Life has changed in four months. Distracting myself from heartbreak, I began running. I don’t enjoy it, but it takes my mind off things, so I kept doing it and signed up for a 12km race. Despite my firm belief that I am not a runner, I pushed myself across the finish line to achieve my first ever medal.
Fuelled by a burning motivation that I never previously thought possible, I attended CrossFit classes, yoga sessions, and ran 5km on Saturday and Sunday mornings. Before long, I lost
The weight has continued to fall off, and I’m in better shape than I’ve been for years. I have thrown out most of my old clothes, replacing favourite dresses with similar items two sizes smaller. Losing weight has undoubtedly increased my self-confidence, which has taken a bit of a battering over the last few years. I wouldn’t say I’m happy, but I’m not the same person I was in February. Hopefully, happiness will follow.
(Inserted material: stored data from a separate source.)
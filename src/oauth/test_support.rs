//! Shared fixtures for the authorization server unit tests.

use chrono::Utc;
use std::sync::Arc;
use url::Url;

use crate::audit::{AuditLogger, AuditWriter};
use crate::oauth::auth_server::{AuthorizationServer, ClientAuthentication};
use crate::oauth::authorize::{AuthenticatedUser, AuthorizeOutcome, AuthorizeQuery};
use crate::oauth::pkce::s256_challenge;
use crate::oauth::signing_keys::SigningKeyManager;
use crate::oauth::tokens::{TokenFactory, TokenLifetimes};
use crate::oauth::types::*;
use crate::storage::MemoryOAuthStorage;
use crate::storage::traits::ApplicationStore;

pub const ISSUER: &str = "https://auth.test";
pub const APP1_REDIRECT: &str = "https://app1/cb";
pub const CONFIDENTIAL_SECRET: &str = "s3cret";
pub const TEST_USER_ID: &str = "user-1";
pub const TEST_VERIFIER: &str = "dBjftJeZ4CVP-mJ92K9qgZ7xwTkVFMyxP7Kob1i2IZs";

pub struct TestContext {
    pub server: Arc<AuthorizationServer>,
    pub storage: Arc<MemoryOAuthStorage>,
    pub signing_keys: Arc<SigningKeyManager>,
    _audit_writer: AuditWriter,
}

pub fn application(client_id: &str, client_type: ClientType, redirect_uri: &str) -> Application {
    let now = Utc::now();
    Application {
        id: format!("id-{client_id}"),
        client_id: client_id.to_string(),
        client_secret_hash: match client_type {
            ClientType::Confidential => Some(hash_token(CONFIDENTIAL_SECRET)),
            ClientType::Public => None,
        },
        display_name: None,
        redirect_uris: vec![redirect_uri.to_string()],
        post_logout_redirect_uris: vec![format!("https://{client_id}/signed-out")],
        client_type,
        is_active: true,
        created_at: now,
        updated_at: now,
    }
}

pub fn test_user() -> User {
    User {
        id: TEST_USER_ID.to_string(),
        username: "alice".to_string(),
        email: "alice@example.com".to_string(),
        email_verified: true,
        name: Some("Alice".to_string()),
    }
}

pub fn authenticated_user() -> AuthenticatedUser {
    AuthenticatedUser {
        user_id: TEST_USER_ID.to_string(),
        auth_time: Utc::now(),
    }
}

pub fn client_auth(client_id: &str, client_secret: Option<&str>) -> ClientAuthentication {
    ClientAuthentication {
        client_id: client_id.to_string(),
        client_secret: client_secret.map(str::to_string),
    }
}

pub fn authorize_query(scope: &str) -> AuthorizeQuery {
    AuthorizeQuery {
        client_id: Some("app1".to_string()),
        redirect_uri: Some(APP1_REDIRECT.to_string()),
        response_type: Some("code".to_string()),
        scope: Some(scope.to_string()),
        code_challenge: Some(s256_challenge(TEST_VERIFIER)),
        code_challenge_method: Some("S256".to_string()),
        ..AuthorizeQuery::default()
    }
}

pub fn code_exchange(code: &str) -> TokenRequest {
    TokenRequest {
        grant_type: GrantType::AuthorizationCode,
        code: Some(code.to_string()),
        redirect_uri: Some(APP1_REDIRECT.to_string()),
        code_verifier: Some(TEST_VERIFIER.to_string()),
        refresh_token: None,
    }
}

pub fn refresh_exchange(refresh_token: &str) -> TokenRequest {
    TokenRequest {
        grant_type: GrantType::RefreshToken,
        code: None,
        redirect_uri: None,
        code_verifier: None,
        refresh_token: Some(refresh_token.to_string()),
    }
}

pub fn query_param(url: &str, name: &str) -> Option<String> {
    Url::parse(url)
        .ok()?
        .query_pairs()
        .find(|(key, _)| key == name)
        .map(|(_, value)| value.into_owned())
}

impl TestContext {
    pub async fn new() -> Self {
        Self::with_lifetimes(TokenLifetimes::default()).await
    }

    /// Context whose replayed refresh tokens count as reuse immediately.
    pub async fn without_reuse_leeway() -> Self {
        Self::with_lifetimes(TokenLifetimes {
            refresh_token_reuse_leeway: chrono::Duration::zero(),
            ..TokenLifetimes::default()
        })
        .await
    }

    pub async fn with_lifetimes(lifetimes: TokenLifetimes) -> Self {
        let storage = Arc::new(MemoryOAuthStorage::new());
        storage
            .store_application(&application("app1", ClientType::Public, APP1_REDIRECT))
            .await
            .unwrap();
        storage
            .store_application(&application(
                "app2",
                ClientType::Confidential,
                "https://app2/cb",
            ))
            .await
            .unwrap();
        let mut inactive = application("inactive", ClientType::Public, "https://inactive/cb");
        inactive.is_active = false;
        storage.store_application(&inactive).await.unwrap();
        storage.store_user(test_user()).unwrap();

        let signing_keys = Arc::new(SigningKeyManager::new(
            storage.clone(),
            std::time::Duration::from_secs(300),
        ));
        let (audit, audit_writer) = AuditLogger::new(256);
        let server = Arc::new(AuthorizationServer::new(
            storage.clone(),
            signing_keys.clone(),
            TokenFactory::new(lifetimes),
            audit,
            ISSUER.to_string(),
            ISSUER.to_string(),
        ));

        Self {
            server,
            storage,
            signing_keys,
            _audit_writer: audit_writer,
        }
    }

    /// Run `/authorize` for app1 and return the plaintext code.
    pub async fn authorize_code(&self, scope: &str) -> String {
        let outcome = self
            .server
            .authorize(&authorize_query(scope), Some(&authenticated_user()))
            .await
            .unwrap();
        match outcome {
            AuthorizeOutcome::Redirect(location) => query_param(&location, "code").unwrap(),
            other => panic!("unexpected outcome {other:?}"),
        }
    }

    /// Full code flow for app1.
    pub async fn issue_tokens(&self, scope: &str) -> TokenResponse {
        let code = self.authorize_code(scope).await;
        self.server
            .token(code_exchange(&code), Some(client_auth("app1", None)))
            .await
            .unwrap()
    }
}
I will face another change next year when I take on an additional role at work. It’s not a hugely significant role, but it is a new challenge to face. I won’t pretend that I was looking for a promotion when it came my way, but if there’s ever a time for a change, it’s now. I’m not going to lie, I’ll be buying a few more plane tickets with the extra money.
I’m going to spend July and August revisiting some of my favourite places in the world, starting right here in Europe. In the first week of July, I’ll take a road trip through Slovakia, Austria, Slovenia and Hungary with a friend, and we’ll visit Salzburg, Hallstatt, Lake Bled, Ljubljana, Keszthely, and Györ.
Summer in Europe is spectacular, and as we seem to be focusing on lakes, I hope to have many opportunities to flaunt my rediscovered bikini confidence!
After my road-trip, I’ll fly to Bangkok with more friends. We have a luxury hotel booked with a rooftop pool and bar area. I fully intend to forget the crappy events of this year. After a week in Thailand, I’ll go to Cambodia, hopefully reaching some of the more remote islands. I’ll be in the region for just under four weeks; not really long enough, I know, but it’s better than nothing.
Finally, I will fly back to the UK and spend two weeks in gorgeous Cornwall with my family before coming back to Slovakia for my third year in Bratislava (wow, how did that happen?!).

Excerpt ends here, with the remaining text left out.